EXERCISE INSTRUCTIONS
The required result is each line of the entries below containing the string "CreatedComment".
Segment Start: GIVEN RECORDS
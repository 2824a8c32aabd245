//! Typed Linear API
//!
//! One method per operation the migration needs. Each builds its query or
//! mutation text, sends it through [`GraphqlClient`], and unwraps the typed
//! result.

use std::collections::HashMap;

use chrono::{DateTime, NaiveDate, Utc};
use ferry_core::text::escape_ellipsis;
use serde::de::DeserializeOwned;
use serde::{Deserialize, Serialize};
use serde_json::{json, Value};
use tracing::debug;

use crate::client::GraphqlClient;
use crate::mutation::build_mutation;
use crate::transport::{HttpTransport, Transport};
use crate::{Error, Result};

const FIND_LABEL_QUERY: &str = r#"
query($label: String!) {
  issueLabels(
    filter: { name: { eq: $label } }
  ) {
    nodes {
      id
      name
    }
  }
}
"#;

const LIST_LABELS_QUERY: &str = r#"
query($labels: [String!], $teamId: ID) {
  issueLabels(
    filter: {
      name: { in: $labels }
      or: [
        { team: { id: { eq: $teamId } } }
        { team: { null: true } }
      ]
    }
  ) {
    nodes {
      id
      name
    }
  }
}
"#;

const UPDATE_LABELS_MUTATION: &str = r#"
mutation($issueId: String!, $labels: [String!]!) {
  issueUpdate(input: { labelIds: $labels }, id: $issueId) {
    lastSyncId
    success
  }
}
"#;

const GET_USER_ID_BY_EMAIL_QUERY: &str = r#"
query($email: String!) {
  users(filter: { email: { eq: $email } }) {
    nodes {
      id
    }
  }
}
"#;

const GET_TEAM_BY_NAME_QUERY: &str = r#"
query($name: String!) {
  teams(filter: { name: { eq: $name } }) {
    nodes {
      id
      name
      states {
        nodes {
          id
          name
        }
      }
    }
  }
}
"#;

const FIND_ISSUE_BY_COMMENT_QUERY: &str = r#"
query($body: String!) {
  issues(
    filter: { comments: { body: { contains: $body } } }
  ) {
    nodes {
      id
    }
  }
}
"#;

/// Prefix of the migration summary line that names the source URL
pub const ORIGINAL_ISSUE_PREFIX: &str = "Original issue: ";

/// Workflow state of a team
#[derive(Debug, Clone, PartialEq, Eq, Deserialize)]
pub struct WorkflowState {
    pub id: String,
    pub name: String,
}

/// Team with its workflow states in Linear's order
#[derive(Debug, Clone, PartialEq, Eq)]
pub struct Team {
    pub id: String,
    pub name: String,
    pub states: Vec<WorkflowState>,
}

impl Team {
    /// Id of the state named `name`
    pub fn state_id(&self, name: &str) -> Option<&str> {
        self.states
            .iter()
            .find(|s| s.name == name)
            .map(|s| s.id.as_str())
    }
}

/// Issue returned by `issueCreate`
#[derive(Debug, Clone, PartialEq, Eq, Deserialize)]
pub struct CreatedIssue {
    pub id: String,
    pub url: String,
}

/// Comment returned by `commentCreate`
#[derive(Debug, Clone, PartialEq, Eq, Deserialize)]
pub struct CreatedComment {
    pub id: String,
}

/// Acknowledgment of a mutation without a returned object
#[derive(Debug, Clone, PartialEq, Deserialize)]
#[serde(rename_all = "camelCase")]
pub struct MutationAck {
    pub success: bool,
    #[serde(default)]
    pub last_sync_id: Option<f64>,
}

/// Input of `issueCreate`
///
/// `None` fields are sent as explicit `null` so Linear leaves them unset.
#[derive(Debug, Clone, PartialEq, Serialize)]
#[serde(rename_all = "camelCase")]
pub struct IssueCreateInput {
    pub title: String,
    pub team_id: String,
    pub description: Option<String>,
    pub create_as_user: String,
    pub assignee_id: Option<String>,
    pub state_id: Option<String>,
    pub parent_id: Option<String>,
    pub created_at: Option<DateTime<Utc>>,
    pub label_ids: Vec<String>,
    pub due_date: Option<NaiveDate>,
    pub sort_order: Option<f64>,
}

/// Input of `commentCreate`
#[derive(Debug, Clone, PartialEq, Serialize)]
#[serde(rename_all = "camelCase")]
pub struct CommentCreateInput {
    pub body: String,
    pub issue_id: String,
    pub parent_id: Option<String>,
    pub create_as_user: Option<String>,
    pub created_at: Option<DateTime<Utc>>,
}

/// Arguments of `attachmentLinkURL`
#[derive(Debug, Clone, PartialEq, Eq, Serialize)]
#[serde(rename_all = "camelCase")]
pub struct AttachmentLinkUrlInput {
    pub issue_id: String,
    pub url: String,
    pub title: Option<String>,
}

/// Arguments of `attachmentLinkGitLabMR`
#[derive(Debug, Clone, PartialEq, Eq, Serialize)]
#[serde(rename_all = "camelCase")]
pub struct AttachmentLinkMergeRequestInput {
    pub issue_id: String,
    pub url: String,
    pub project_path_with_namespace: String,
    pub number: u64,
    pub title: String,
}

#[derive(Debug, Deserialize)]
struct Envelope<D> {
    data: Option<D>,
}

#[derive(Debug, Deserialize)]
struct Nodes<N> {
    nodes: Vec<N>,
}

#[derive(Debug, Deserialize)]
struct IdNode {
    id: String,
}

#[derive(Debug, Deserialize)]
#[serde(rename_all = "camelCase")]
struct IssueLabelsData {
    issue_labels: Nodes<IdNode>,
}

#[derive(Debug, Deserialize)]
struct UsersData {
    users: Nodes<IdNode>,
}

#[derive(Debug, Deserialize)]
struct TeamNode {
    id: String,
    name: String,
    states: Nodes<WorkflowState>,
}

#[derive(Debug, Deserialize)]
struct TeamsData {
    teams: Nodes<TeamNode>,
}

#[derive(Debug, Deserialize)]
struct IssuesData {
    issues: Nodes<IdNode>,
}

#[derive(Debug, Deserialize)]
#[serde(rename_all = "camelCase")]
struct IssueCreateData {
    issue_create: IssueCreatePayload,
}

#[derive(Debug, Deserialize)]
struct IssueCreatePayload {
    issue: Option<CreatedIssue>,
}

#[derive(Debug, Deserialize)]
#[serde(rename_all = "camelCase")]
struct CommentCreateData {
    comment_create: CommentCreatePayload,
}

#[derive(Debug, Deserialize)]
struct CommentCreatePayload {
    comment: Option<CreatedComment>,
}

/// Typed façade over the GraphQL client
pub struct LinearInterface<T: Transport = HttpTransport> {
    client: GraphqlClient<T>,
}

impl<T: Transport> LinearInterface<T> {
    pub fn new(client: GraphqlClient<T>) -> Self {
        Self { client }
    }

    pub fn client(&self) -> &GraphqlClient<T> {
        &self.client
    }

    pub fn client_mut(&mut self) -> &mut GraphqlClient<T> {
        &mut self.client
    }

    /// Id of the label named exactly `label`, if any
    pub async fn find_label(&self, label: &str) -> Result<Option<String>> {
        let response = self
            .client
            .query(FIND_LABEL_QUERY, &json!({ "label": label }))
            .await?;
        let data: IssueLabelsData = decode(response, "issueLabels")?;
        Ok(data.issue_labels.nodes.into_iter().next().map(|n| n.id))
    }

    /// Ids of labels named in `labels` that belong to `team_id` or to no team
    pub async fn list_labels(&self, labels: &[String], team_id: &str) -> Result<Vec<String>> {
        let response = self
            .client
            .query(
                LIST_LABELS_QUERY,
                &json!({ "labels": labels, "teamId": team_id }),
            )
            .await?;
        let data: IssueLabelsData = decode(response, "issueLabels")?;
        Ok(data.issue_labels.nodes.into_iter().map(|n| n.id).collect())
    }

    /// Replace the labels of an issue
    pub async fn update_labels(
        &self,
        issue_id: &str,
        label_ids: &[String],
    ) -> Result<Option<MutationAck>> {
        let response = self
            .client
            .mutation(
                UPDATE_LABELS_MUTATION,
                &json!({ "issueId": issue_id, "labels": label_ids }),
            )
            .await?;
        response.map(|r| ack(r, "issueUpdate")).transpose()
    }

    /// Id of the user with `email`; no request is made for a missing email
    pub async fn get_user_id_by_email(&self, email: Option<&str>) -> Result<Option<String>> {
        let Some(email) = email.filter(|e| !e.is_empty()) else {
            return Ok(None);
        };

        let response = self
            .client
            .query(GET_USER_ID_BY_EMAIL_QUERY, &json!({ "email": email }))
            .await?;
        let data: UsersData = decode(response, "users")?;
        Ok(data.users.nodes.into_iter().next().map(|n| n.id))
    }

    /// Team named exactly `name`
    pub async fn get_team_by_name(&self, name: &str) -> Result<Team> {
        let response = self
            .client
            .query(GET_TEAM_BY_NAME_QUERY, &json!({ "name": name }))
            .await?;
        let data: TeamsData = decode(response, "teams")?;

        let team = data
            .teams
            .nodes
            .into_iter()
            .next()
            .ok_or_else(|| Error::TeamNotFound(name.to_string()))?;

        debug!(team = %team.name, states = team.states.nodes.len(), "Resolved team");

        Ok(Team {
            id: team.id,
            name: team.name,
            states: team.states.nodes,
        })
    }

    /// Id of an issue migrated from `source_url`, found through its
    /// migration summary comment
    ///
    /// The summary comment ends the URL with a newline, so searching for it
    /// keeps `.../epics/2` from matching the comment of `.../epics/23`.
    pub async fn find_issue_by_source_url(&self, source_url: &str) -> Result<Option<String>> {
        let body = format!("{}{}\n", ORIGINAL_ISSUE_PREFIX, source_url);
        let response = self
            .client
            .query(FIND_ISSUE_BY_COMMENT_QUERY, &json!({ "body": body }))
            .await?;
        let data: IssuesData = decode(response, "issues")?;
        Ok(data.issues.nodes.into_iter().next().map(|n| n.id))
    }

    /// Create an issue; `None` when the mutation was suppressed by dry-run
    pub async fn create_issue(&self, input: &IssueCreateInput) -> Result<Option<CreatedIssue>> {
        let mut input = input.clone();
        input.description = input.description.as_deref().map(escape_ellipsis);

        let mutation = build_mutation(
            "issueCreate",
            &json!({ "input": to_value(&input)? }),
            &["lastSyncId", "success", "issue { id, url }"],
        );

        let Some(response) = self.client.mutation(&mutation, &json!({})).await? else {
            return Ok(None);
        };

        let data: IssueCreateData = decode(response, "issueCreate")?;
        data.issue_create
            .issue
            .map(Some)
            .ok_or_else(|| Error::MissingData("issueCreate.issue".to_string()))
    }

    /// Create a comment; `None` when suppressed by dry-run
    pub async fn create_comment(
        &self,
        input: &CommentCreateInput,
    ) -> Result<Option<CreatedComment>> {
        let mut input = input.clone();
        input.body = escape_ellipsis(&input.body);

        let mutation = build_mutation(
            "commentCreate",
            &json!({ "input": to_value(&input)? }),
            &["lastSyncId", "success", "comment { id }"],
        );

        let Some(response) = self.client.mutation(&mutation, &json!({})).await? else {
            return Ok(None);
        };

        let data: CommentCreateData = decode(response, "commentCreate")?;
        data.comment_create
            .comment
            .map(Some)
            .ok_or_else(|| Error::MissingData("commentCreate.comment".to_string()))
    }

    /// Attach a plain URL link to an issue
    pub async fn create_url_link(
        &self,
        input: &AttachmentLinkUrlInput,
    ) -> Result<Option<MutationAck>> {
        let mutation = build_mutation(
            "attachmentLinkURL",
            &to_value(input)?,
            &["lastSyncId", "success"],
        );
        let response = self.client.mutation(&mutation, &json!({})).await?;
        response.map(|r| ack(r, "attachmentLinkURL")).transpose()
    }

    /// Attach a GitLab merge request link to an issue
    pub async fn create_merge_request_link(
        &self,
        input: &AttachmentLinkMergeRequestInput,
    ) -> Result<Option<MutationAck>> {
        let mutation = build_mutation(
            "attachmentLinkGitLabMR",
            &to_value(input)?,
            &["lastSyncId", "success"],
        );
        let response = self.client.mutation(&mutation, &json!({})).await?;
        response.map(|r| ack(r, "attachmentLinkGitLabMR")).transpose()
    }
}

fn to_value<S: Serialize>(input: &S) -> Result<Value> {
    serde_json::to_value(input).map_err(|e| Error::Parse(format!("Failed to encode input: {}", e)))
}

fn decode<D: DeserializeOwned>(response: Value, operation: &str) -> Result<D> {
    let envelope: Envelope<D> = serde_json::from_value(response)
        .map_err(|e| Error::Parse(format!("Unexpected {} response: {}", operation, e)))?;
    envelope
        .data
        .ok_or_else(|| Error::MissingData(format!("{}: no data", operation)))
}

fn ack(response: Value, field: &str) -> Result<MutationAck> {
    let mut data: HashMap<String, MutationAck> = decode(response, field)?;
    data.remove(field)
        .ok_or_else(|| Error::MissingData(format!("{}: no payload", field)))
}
Segment End: GIVEN RECORDS
Segment Start: GIVEN RECORDS
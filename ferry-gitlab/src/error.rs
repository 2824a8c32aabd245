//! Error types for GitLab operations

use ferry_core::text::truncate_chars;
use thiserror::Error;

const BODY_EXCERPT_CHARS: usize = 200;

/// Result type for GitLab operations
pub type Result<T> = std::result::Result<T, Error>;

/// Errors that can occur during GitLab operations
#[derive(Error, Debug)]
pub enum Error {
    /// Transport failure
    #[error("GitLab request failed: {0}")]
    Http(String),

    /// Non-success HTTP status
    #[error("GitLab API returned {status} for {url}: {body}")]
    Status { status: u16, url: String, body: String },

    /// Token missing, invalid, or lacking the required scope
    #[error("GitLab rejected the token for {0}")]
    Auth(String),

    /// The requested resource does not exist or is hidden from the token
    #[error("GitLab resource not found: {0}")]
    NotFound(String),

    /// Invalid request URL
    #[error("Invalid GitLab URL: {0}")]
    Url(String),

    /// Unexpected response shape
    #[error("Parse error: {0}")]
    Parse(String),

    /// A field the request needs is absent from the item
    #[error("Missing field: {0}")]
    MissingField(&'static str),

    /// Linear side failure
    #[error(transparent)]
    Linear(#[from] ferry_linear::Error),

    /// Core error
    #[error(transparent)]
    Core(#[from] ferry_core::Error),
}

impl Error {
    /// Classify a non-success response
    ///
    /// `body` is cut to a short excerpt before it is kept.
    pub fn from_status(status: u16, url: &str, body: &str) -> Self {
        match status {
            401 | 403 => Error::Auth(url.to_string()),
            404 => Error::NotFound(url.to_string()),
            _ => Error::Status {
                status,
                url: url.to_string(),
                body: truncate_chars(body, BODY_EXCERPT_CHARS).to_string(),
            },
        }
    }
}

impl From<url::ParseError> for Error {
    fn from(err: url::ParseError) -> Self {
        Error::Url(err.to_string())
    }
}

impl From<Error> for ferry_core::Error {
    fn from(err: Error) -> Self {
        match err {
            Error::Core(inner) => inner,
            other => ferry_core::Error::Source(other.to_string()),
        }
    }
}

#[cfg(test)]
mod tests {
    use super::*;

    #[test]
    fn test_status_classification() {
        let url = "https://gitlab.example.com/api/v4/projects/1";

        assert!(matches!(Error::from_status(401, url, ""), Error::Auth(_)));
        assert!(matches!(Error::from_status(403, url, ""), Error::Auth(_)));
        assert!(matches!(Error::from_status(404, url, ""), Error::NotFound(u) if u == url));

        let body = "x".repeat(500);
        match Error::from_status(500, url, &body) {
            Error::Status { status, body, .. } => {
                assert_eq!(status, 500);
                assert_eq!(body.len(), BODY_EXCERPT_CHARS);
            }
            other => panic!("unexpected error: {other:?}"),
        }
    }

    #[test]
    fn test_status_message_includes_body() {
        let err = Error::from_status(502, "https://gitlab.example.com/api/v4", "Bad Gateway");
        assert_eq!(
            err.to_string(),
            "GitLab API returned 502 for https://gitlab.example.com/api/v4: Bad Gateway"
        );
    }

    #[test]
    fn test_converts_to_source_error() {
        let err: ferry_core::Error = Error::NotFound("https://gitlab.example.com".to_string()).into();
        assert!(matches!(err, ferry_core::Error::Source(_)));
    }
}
Segment End: GIVEN RECORDS
RESPONSE TO THE TASK
pub struct CreatedComment {
    comment: Option<CreatedComment>,
    ) -> Result<Option<CreatedComment>> {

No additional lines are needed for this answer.